Ein Beitrag von Klaus Fimmen

Es gibt Prinzipien der Staatskunst, die, wenn nicht in aller Ewigkeit so doch über Jahrtausende, nichts von ihrer Gültigkeit einbüßen, Prinzipien, die sich in allen Kulturen bewahrheitet habe. Und das betrifft gleichermaßen die Modelle, die erfolgreich waren, als auch jene, deren Mißerfolg absehbar war, die aber im Hier und Jetzt scheinbar funktionierten. Zur letzteren Kategorie zählen alle Imperien, die in sich selbst stets den Keim ihres Untergangs tragen, als auch damit verbunden alle Wirtschaftsformen, die sich als Nullsummenspiel verstehen, in denen der Gewinn des Einzelnen den Verlust des Anderen oder der ganzen Gesellschaft darstellt. Die Corona-Krise hat es ja gerade deutlich zutage treten lassen, was die alleinige Konzentration auf Profitmaximierung auf Kosten des Gemeinwohls – z.B. im Gesundheitswesen – für Folgen hat.

Nun sollte man in unserer aufgeklärten Gesellschaft meinen, es wäre ein Leichtes, aus der Geschichte zu lernen und die erfolgreichen Modelle der Vergangenheit wiederzubeleben.
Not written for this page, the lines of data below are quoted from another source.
//! Sponsor side: answering discovery and admitting candidates.
use tracing::{debug, info, warn};

use crate::crypto::PublicValue;
use crate::error::Absorbed;
use crate::message::{
    Find, MemberInfoRequest, MemberInfoResponse, Message, NewSponsor, Request, Response,
};
use crate::runtime::{Effect, ProtocolEvent};
use crate::scheduler::Task;
use crate::types::Endpoint;
use crate::GkaError;

use super::StrMember;

impl StrMember {
    /// Admission is still open.
    pub(super) fn accepting(&self) -> bool {
        self.is_sponsor && self.member_id < Some(self.member_count())
    }

    pub(super) fn handle_find(&mut self, msg: Find, from: Endpoint) -> Vec<Effect> {
        let mut out = Vec::new();
        if !self.serves(msg.required_service) || !self.accepting() {
            return out;
        }
        debug!(%from, "answering FIND");
        let offer = self.offer();
        self.multicast(&mut out, offer);
        out
    }

    pub(super) fn handle_request(&mut self, msg: Request, from: Endpoint) -> Vec<Effect> {
        let mut out = Vec::new();
        if !self.serves(msg.required_service) || self.finished {
            return out;
        }
        if self.members.contains_endpoint(&from) {
            Absorbed::DuplicateAdmission { endpoint: from }.log();
            return out;
        }
        if !self.pending.contains_key(&from) {
            debug!(%from, "join candidate");
            self.pending.insert(from, msg.requester_public_value);
        }
        if self.is_sponsor {
            self.admit_next(&mut out);
        }
        out
    }

    /// Admit the oldest pending candidate once every predecessor is known,
    /// otherwise keep asking for predecessors or keep offering.
    pub(super) fn admit_next(&mut self, out: &mut Vec<Effect>) {
        if !self.accepting() {
            return;
        }

        let missing = self.missing_predecessors();
        if !missing.is_empty() {
            debug!(?missing, "deferring admission until predecessors are known");
            let request = self.info_request(missing);
            self.repeat(out, Task::MemberInfoRequest, Message::MemberInfoRequest(request));
            return;
        }
        self.cancel(out, Task::MemberInfoRequest);

        while let Some((endpoint, public)) = self.pending.shift_remove_index(0) {
            if self.members.contains_endpoint(&endpoint) {
                continue;
            }
            match self.admit(out, endpoint, &public) {
                Ok(()) => return,
                Err(e) => warn!(%endpoint, error = %e, "candidate rejected"),
            }
        }

        let offer = self.offer();
        self.repeat(out, Task::Offer, offer);
    }

    /// Extend the chain with `candidate` and hand the sponsor role over.
    fn admit(
        &mut self,
        out: &mut Vec<Effect>,
        candidate: Endpoint,
        public: &PublicValue,
    ) -> Result<(), GkaError> {
        let id = self
            .member_id
            .ok_or_else(|| GkaError::Crypto("sponsor without a member id".into()))?;
        let kx = self.kx.as_ref();
        let tree = self
            .tree
            .as_mut()
            .ok_or_else(|| GkaError::Crypto("sponsor without a key tree".into()))?;

        let derived = tree.head().root_public().is_none();
        let old_root_public = tree.root_public(kx)?;
        tree.extend(public, kx, false)?;
        if derived {
            self.crypto_op();
        }
        self.crypto_op();

        let assigned_id = id
            .checked_add(1)
            .ok_or_else(|| GkaError::InvalidConfig("member id space exhausted".into()))?;
        self.keys_computed += 1;
        self.is_sponsor = false;
        self.admitted = Some(candidate);
        self.higher_member_id_assigned = false;
        self.members.record(candidate, assigned_id, public.clone());
        self.pending.shift_remove(&candidate);
        info!(member_id = assigned_id, endpoint = %candidate, "admitted new sponsor");

        let response = Response {
            offered_service: self.service(),
            new_group_public_value: old_root_public,
            blinded_predecessor_public_value: self.public.clone(),
            new_sponsor: NewSponsor::new(candidate, assigned_id, public.clone()),
            member_count: self.member_count(),
        };
        self.last_response = Some(response.clone());

        self.cancel(out, Task::Offer);
        self.cancel(out, Task::MemberInfoRequest);
        out.push(Effect::Emit(ProtocolEvent::Admitted {
            member_id: assigned_id,
            endpoint: candidate,
        }));
        self.key_computed(out);
        self.repeat(out, Task::Response, Message::Response(response));
        self.check_complete(out);
        Ok(())
    }

    /// MEMBER_INFO_REQUEST and MEMBER_INFO_SYNCH_REQUEST.
    pub(super) fn handle_member_info_request(
        &mut self,
        msg: MemberInfoRequest,
        from: Endpoint,
        synch: bool,
    ) -> Vec<Effect> {
        let mut out = Vec::new();
        if !self.serves(msg.required_service) || self.finished {
            return out;
        }
        let Some(id) = self.member_id else {
            return out;
        };
        self.note_assigned_sender(from);

        if synch && self.members.id_of(&from) == self.successor() {
            // Our successor is catching up, so it holds the token.
            self.successor_has_token(&mut out);
        }
        if msg.requested_member_ids.contains(&id) {
            let task = if synch {
                Task::SynchResponse
            } else {
                Task::MemberInfoResponse
            };
            self.schedule(&mut out, task);
        }
        out
    }

    /// MEMBER_INFO_RESPONSE and MEMBER_INFO_SYNCH_RESPONSE.
    pub(super) fn handle_member_info_response(
        &mut self,
        msg: MemberInfoResponse,
        from: Endpoint,
    ) -> Vec<Effect> {
        let mut out = Vec::new();
        if !self.serves(msg.offered_service) || self.finished {
            return out;
        }
        self.note_assigned_sender(from);
        self.record_member(from, msg.member_id, msg.public_value);

        if self.member_id.is_none() {
            return out;
        }
        if self.is_sponsor {
            self.admit_next(&mut out);
        } else {
            self.cascade(&mut out);
            self.advance_synch(&mut out);
        }
        out
    }
}

#[cfg(test)]
mod tests {
    use super::super::test_support::*;
    use crate::message::{MemberInfoResponse, Message, Request};
    use crate::protocol::KeyAgreementProtocol;
    use crate::runtime::{Effect, ProtocolEvent};
    use crate::scheduler::Task;

    fn request_from(m: &super::StrMember) -> Request {
        Request {
            required_service: 7,
            requester_public_value: m.public_value().clone(),
        }
    }

    #[test]
    fn sponsor_answers_find_with_offer() {
        let mut s = member(1, 3, true);
        s.on_start();
        let effects = s.on_find(crate::message::Find { required_service: 7 }, ep(2));
        assert!(matches!(sent(&effects)[..], [Message::Offer(_)]));

        let effects = s.on_find(crate::message::Find { required_service: 8 }, ep(2));
        assert!(effects.is_empty());
    }

    #[test]
    fn request_admits_candidate_and_hands_over() {
        let mut s = member(1, 3, true);
        let j = member(2, 3, false);
        s.on_start();

        let effects = s.on_request(request_from(&j), ep(2));
        let Some(Message::Response(response)) = sent(&effects).into_iter().next().cloned() else {
            panic!("expected RESPONSE, got {effects:?}");
        };
        assert_eq!(response.new_sponsor.assigned_id, 2);
        assert_eq!(response.new_sponsor.endpoint(), ep(2));
        assert_eq!(&response.blinded_predecessor_public_value, s.public_value());
        assert_eq!(response.member_count, 3);
        assert!(!s.is_sponsor());
        assert_eq!(s.keys_computed(), 2);
        assert!(schedules(&effects, Task::Response));
        assert!(has_event(&effects, |e| matches!(
            e,
            ProtocolEvent::Admitted { member_id: 2, .. }
        )));
    }

    #[test]
    fn duplicate_request_is_absorbed() {
        let mut s = member(1, 3, true);
        let j = member(2, 3, false);
        s.on_start();
        s.on_request(request_from(&j), ep(2));

        let effects = s.on_request(request_from(&j), ep(2));
        assert!(effects.is_empty());
        assert_eq!(s.keys_computed(), 2);
        assert_eq!(s.members().len(), 2);
    }

    #[test]
    fn oldest_candidate_wins() {
        let mut s = member(1, 3, false);
        let a = member(2, 3, false);
        let b = member(3, 3, false);
        // Not a sponsor yet: candidates only queue up.
        s.on_request(request_from(&a), ep(2));
        s.on_request(request_from(&b), ep(3));
        assert_eq!(s.pending_len(), 2);

        let mut s2 = member(1, 3, true);
        s2.on_start();
        s2.pending = s.pending.clone();
        let mut out = Vec::new();
        s2.admit_next(&mut out);
        assert_eq!(s2.members().id_of(&ep(2)), Some(2));
        assert_eq!(s2.members().id_of(&ep(3)), None);
        // The runner-up stays queued for the next sponsor.
        assert_eq!(s2.pending_len(), 1);
    }

    #[test]
    fn rejected_candidate_falls_through_to_offer() {
        let mut s = member(1, 3, true);
        s.on_start();
        let bad = Request {
            required_service: 7,
            requester_public_value: crate::crypto::PublicValue::from_bytes(vec![1, 2, 3]),
        };
        let effects = s.on_request(bad, ep(2));
        assert!(s.is_sponsor());
        assert_eq!(s.keys_computed(), 1);
        // OFFER is already armed from start, so nothing is re-sent.
        assert!(sent(&effects).is_empty());
        assert_eq!(s.pending_len(), 0);
    }

    /// Member 3 of 4 that just took over without knowing members 1 and 2.
    fn third_sponsor() -> super::StrMember {
        let mut s = member(3, 4, false);
        s.member_id = Some(3);
        s.is_sponsor = true;
        s.keys_computed = 1;
        s.tree = Some(crate::key_tree::KeyTree::build(
            s.secret.clone(),
            None,
            Some(s.secret.clone()),
            s.public.clone(),
        ));
        s
    }

    fn info(id: u16, m: &super::StrMember) -> MemberInfoResponse {
        MemberInfoResponse {
            offered_service: 7,
            member_id: id,
            public_value: m.public_value().clone(),
        }
    }

    #[test]
    fn sponsor_defers_until_predecessors_known() {
        let mut s = third_sponsor();
        let j = member(4, 4, false);

        let effects = s.on_request(request_from(&j), ep(4));
        let Some(Message::MemberInfoRequest(req)) = sent(&effects).into_iter().next().cloned()
        else {
            panic!("expected MEMBER_INFO_REQUEST, got {effects:?}");
        };
        assert_eq!(req.requested_member_ids, vec![1, 2]);
        assert_eq!(s.pending_len(), 1);

        let p1 = member(1, 4, false);
        let p2 = member(2, 4, false);
        s.on_member_info_response(
            MemberInfoResponse {
                offered_service: 7,
                member_id: 1,
                public_value: p1.public_value().clone(),
            },
            ep(1),
        );
        let effects = s.on_member_info_response(
            MemberInfoResponse {
                offered_service: 7,
                member_id: 2,
                public_value: p2.public_value().clone(),
            },
            ep(2),
        );
        assert!(effects.contains(&Effect::Cancel(Task::MemberInfoRequest)));
        assert_eq!(s.members().id_of(&ep(4)), Some(4));
        assert!(s.group_secret().is_some());
    }

    #[test]
    fn answers_member_info_request_for_own_id_once() {
        let mut s = member(1, 3, true);
        s.on_start();
        let req = crate::message::MemberInfoRequest {
            required_service: 7,
            requested_member_ids: vec![1],
        };
        let effects = s.on_member_info_request(req.clone(), ep(3));
        assert!(schedules(&effects, Task::MemberInfoResponse));
        assert!(s.on_member_info_request(req, ep(3)).is_empty());

        let effects = s.on_timer(Task::MemberInfoResponse);
        assert!(matches!(
            sent(&effects)[..],
            [Message::MemberInfoResponse(MemberInfoResponse { member_id: 1, .. })]
        ));
        assert!(!schedules(&effects, Task::MemberInfoResponse));
    }

    /// The only candidate turns out to be member 2, overheard before it was
    /// admitted. Once predecessors are known the sponsor must offer again.
    #[test]
    fn stale_candidate_falls_back_to_offer_after_info_responses() {
        let mut s = third_sponsor();
        let p1 = member(1, 4, false);
        let p2 = member(2, 4, false);
        s.on_request(request_from(&p2), ep(2));
        assert_eq!(s.pending_len(), 1);

        s.on_member_info_response(info(1, &p1), ep(1));
        let effects = s.on_member_info_response(info(2, &p2), ep(2));
        assert_eq!(s.pending_len(), 0);
        assert!(s.is_sponsor());
        assert!(matches!(sent(&effects)[..], [Message::Offer(_)]));
        assert!(schedules(&effects, Task::Offer));
    }

    #[test]
    fn stale_candidate_falls_back_to_offer_after_response() {
        let mut s = third_sponsor();
        let p1 = member(1, 4, false);
        let p2 = member(2, 4, false);
        s.on_request(request_from(&p2), ep(2));

        // A repeated RESPONSE from member 1 admitting member 2.
        let response = crate::message::Response {
            offered_service: 7,
            new_group_public_value: p1.public_value().clone(),
            blinded_predecessor_public_value: p1.public_value().clone(),
            new_sponsor: crate::message::NewSponsor::new(ep(2), 2, p2.public_value().clone()),
            member_count: 4,
        };
        let effects = s.on_response(response, ep(1));
        assert_eq!(s.pending_len(), 0);
        assert!(matches!(sent(&effects)[..], [Message::Offer(_)]));
    }

    #[test]
    fn info_request_timer_offers_once_predecessors_are_known() {
        let mut s = third_sponsor();
        let p1 = member(1, 4, false);
        let p2 = member(2, 4, false);
        s.on_request(request_from(&p2), ep(2));
        assert!(s.armed.contains(&Task::MemberInfoRequest));

        // Learned without passing through a handler that re-checks admission.
        s.record_member(ep(1), 1, p1.public_value().clone());
        s.record_member(ep(2), 2, p2.public_value().clone());

        let effects = s.on_timer(Task::MemberInfoRequest);
        assert!(matches!(sent(&effects)[..], [Message::Offer(_)]));
        assert!(schedules(&effects, Task::Offer));
        assert!(!s.armed.contains(&Task::MemberInfoRequest));
    }

    #[test]
    fn info_request_timer_repeats_while_predecessors_missing() {
        let mut s = third_sponsor();
        let j = member(4, 4, false);
        s.on_request(request_from(&j), ep(4));

        let effects = s.on_timer(Task::MemberInfoRequest);
        assert!(matches!(
            sent(&effects)[..],
            [Message::MemberInfoRequest(r)] if r.requested_member_ids == vec![1, 2]
        ));
        assert!(schedules(&effects, Task::MemberInfoRequest));
    }
}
Das passiert aber nicht: nicht in Deutschland, nicht in Europa und auch nicht in den USA. Wenn es aber dennoch passiert, wird es entweder nicht zur Kenntnis genommen, als unfairer staatlicher Eingriff gebrandmarkt (Beispiel China)  oder gleich in das Reich der Wunder verbannt, wie das deutsche Wirtschaftswunder der Nachkriegszeit.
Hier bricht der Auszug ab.